Initially there was resistance to the “pensioners’ line“: from the younger members of that team (42 people) who thought they would suffer a drop in productivity because of the older workers, and from older workers elsewhere in the factory who thought they might become less productive if they were moved from their comfort zone to the new line.
Even the foremen were worried that BMW might reduce work-speed rates and dumb down the IT systems to accommodate perceived deficiencies of older workers (See “Old doesn’t mean Stupid”). So they referred the project to the Workers Council who in turn referred them back to an earlier study that identified a basic framework for change on 5 dimensions.
These were: health management, skills, the workplace environment, retirement policies, and change processes. (I’m not sure why they didn’t know this before they started the pilot programme).
They used a standardised questionnaire, the Work Ability Index (WAI), to assess the fit between a worker’s ability and the demands of the job. They found that whilst productivity decreased on average there were wide variations with some workers suffering a steep decline whilst others remained fully productive. The foreman explained that the pilot line was not a soft option and also appealed to the workers’ pride, telling them that their experience was needed to secure the future of the plant and save jobs.
In the end 20 of the 42 workers stayed on the line and they recruited 22 more with a promise they could return to their old jobs after a year. So in 2007 the line was finally staffed with an age mix reflecting the projected 2017 demographics. They piggy-backed it onto a health initiative and introduced a self-diagnostic tool that awarded positive points for good habits like regular exercise and negative points for bad habits like smoking or being overweight. They also asked the workers about their aches and pains and what they could do to improve things.

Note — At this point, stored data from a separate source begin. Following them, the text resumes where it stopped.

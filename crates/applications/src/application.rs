use chrono::{DateTime, Utc};
use serde::{Deserialize, Serialize};

use hireboard_core::{ApplicationId, DomainError, DomainResult, JobId, UserId};
use hireboard_jobs::{Job, JobStatus};

/// Application pipeline stage.
///
/// `Submitted` is the initial state; the expected path runs
/// Submitted → Reviewed → Shortlisted → Interviewed → Offered → Hired, with
/// Rejected reachable from any non-terminal stage. Writes are deliberately
/// unconstrained: an authorized reviewer may set any stage in a single call
/// (there is no transition table), matching the business rules as they stand.
#[derive(Debug, Clone, Copy, PartialEq, Eq, Serialize, Deserialize, Default)]
#[serde(rename_all = "lowercase")]
pub enum ApplicationStatus {
    #[default]
    Submitted,
    Reviewed,
    Shortlisted,
    Interviewed,
    Offered,
    Rejected,
    Hired,
}

/// A reviewer note attached to an application.
#[derive(Debug, Clone, PartialEq, Eq, Serialize, Deserialize)]
pub struct Note {
    pub text: String,
    pub created_by: UserId,
    pub created_at: DateTime<Utc>,
}

/// A candidate's application to a job.
///
/// # Invariants
/// - At most one application per `(job, candidate)` pair (enforced by the
///   store at insert time, and pre-checked at submission).
/// - `job` and `candidate` never change after submission.
#[derive(Debug, Clone, PartialEq, Eq, Serialize, Deserialize)]
pub struct Application {
    pub id: ApplicationId,
    pub job: JobId,
    pub candidate: UserId,
    pub resume_link: Option<String>,
    pub status: ApplicationStatus,
    pub notes: Vec<Note>,
    pub applied_at: DateTime<Utc>,
}

impl Application {
    /// Submit an application against a snapshot of the target job.
    ///
    /// Checks run in order and the first failure short-circuits:
    /// job open, deadline not passed, not already applied. The caller has
    /// already established that the actor is a candidate and that the job
    /// exists.
    pub fn submit(
        candidate: UserId,
        job: &Job,
        already_applied: bool,
        resume_link: Option<String>,
        now: DateTime<Utc>,
    ) -> DomainResult<Self> {
        if job.status != JobStatus::Open {
            return Err(DomainError::validation(
                "this job is not currently accepting applications",
            ));
        }
        if job.deadline_passed(now) {
            return Err(DomainError::validation(
                "the application deadline for this job has passed",
            ));
        }
        if already_applied {
            return Err(DomainError::validation(
                "you have already applied for this job",
            ));
        }

        Ok(Self {
            id: ApplicationId::new(),
            job: job.id,
            candidate,
            resume_link,
            status: ApplicationStatus::Submitted,
            notes: Vec::new(),
            applied_at: now,
        })
    }

    /// Set the pipeline stage. Any enumerated value is accepted; see the
    /// [`ApplicationStatus`] docs for why no transition table exists.
    pub fn set_status(&mut self, status: ApplicationStatus) {
        self.status = status;
    }

    /// Append a reviewer note.
    pub fn add_note(
        &mut self,
        text: String,
        created_by: UserId,
        now: DateTime<Utc>,
    ) -> DomainResult<()> {
        let text = text.trim();
        if text.is_empty() {
            return Err(DomainError::validation("note text cannot be empty"));
        }
        self.notes.push(Note {
            text: text.to_string(),
            created_by,
            created_at: now,
        });
        Ok(())
    }
}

To facilitate this they also simplified communications. Rather than using the old “continuous improvement” paperwork, people wrote ideas on postcards and stuck them on a notice board. These ideas were then allocated points by the team so they could be prioritised and the managers and foreman didn’t intervene in this process – it was bottom up and this increased buy-in from the workers.
After the introduction of a wooden floor – which dramatically decreased aches and pains – sceptics were won over and the workers took charge assisted by an ergonomists, a safety officer, and process engineers. Most of the work however was done by the workers themselves, often in their own time. In addition to the wooden floor they introduced special footwear, seating, flexible magnifying lenses, and adjustable height tables which reduced back strain.
They also changed work practices. Work was categorised and, depending on how physically demanding it was, was time-limited for each worker and job rotation was also introduced to balance the load on the workers’ bodies. And a physiotherapist developed stretching and strengthening exercises for them to do each day.
The end results? £40,000 of investment including workshops and expert input produced a 7% productivity improvement in one year, the same as achieved by other lines with younger workers.The target output was increased from 440 gearboxes per shift in 2007 to 500 per shift in 2008 and to 530 in early 2009. 4 workers were re-assigned but no-one wanted to leave.
They achieved a 10 defects per million quality target within 3 months and currently the target is zero defects.
Sickness related absenteeism in 2008 was the highest in the plant at 7% but typical of that age range but has since dropped to 2% which is below the plant average.
BMW now promote this 2017 line as their model for productivity and quality. Perhaps management took a risk letting the production managers experiment and allowing line workers to create the solutions. But it paid off for them and may be the answer in a world where the demographic time bomb is really ticking.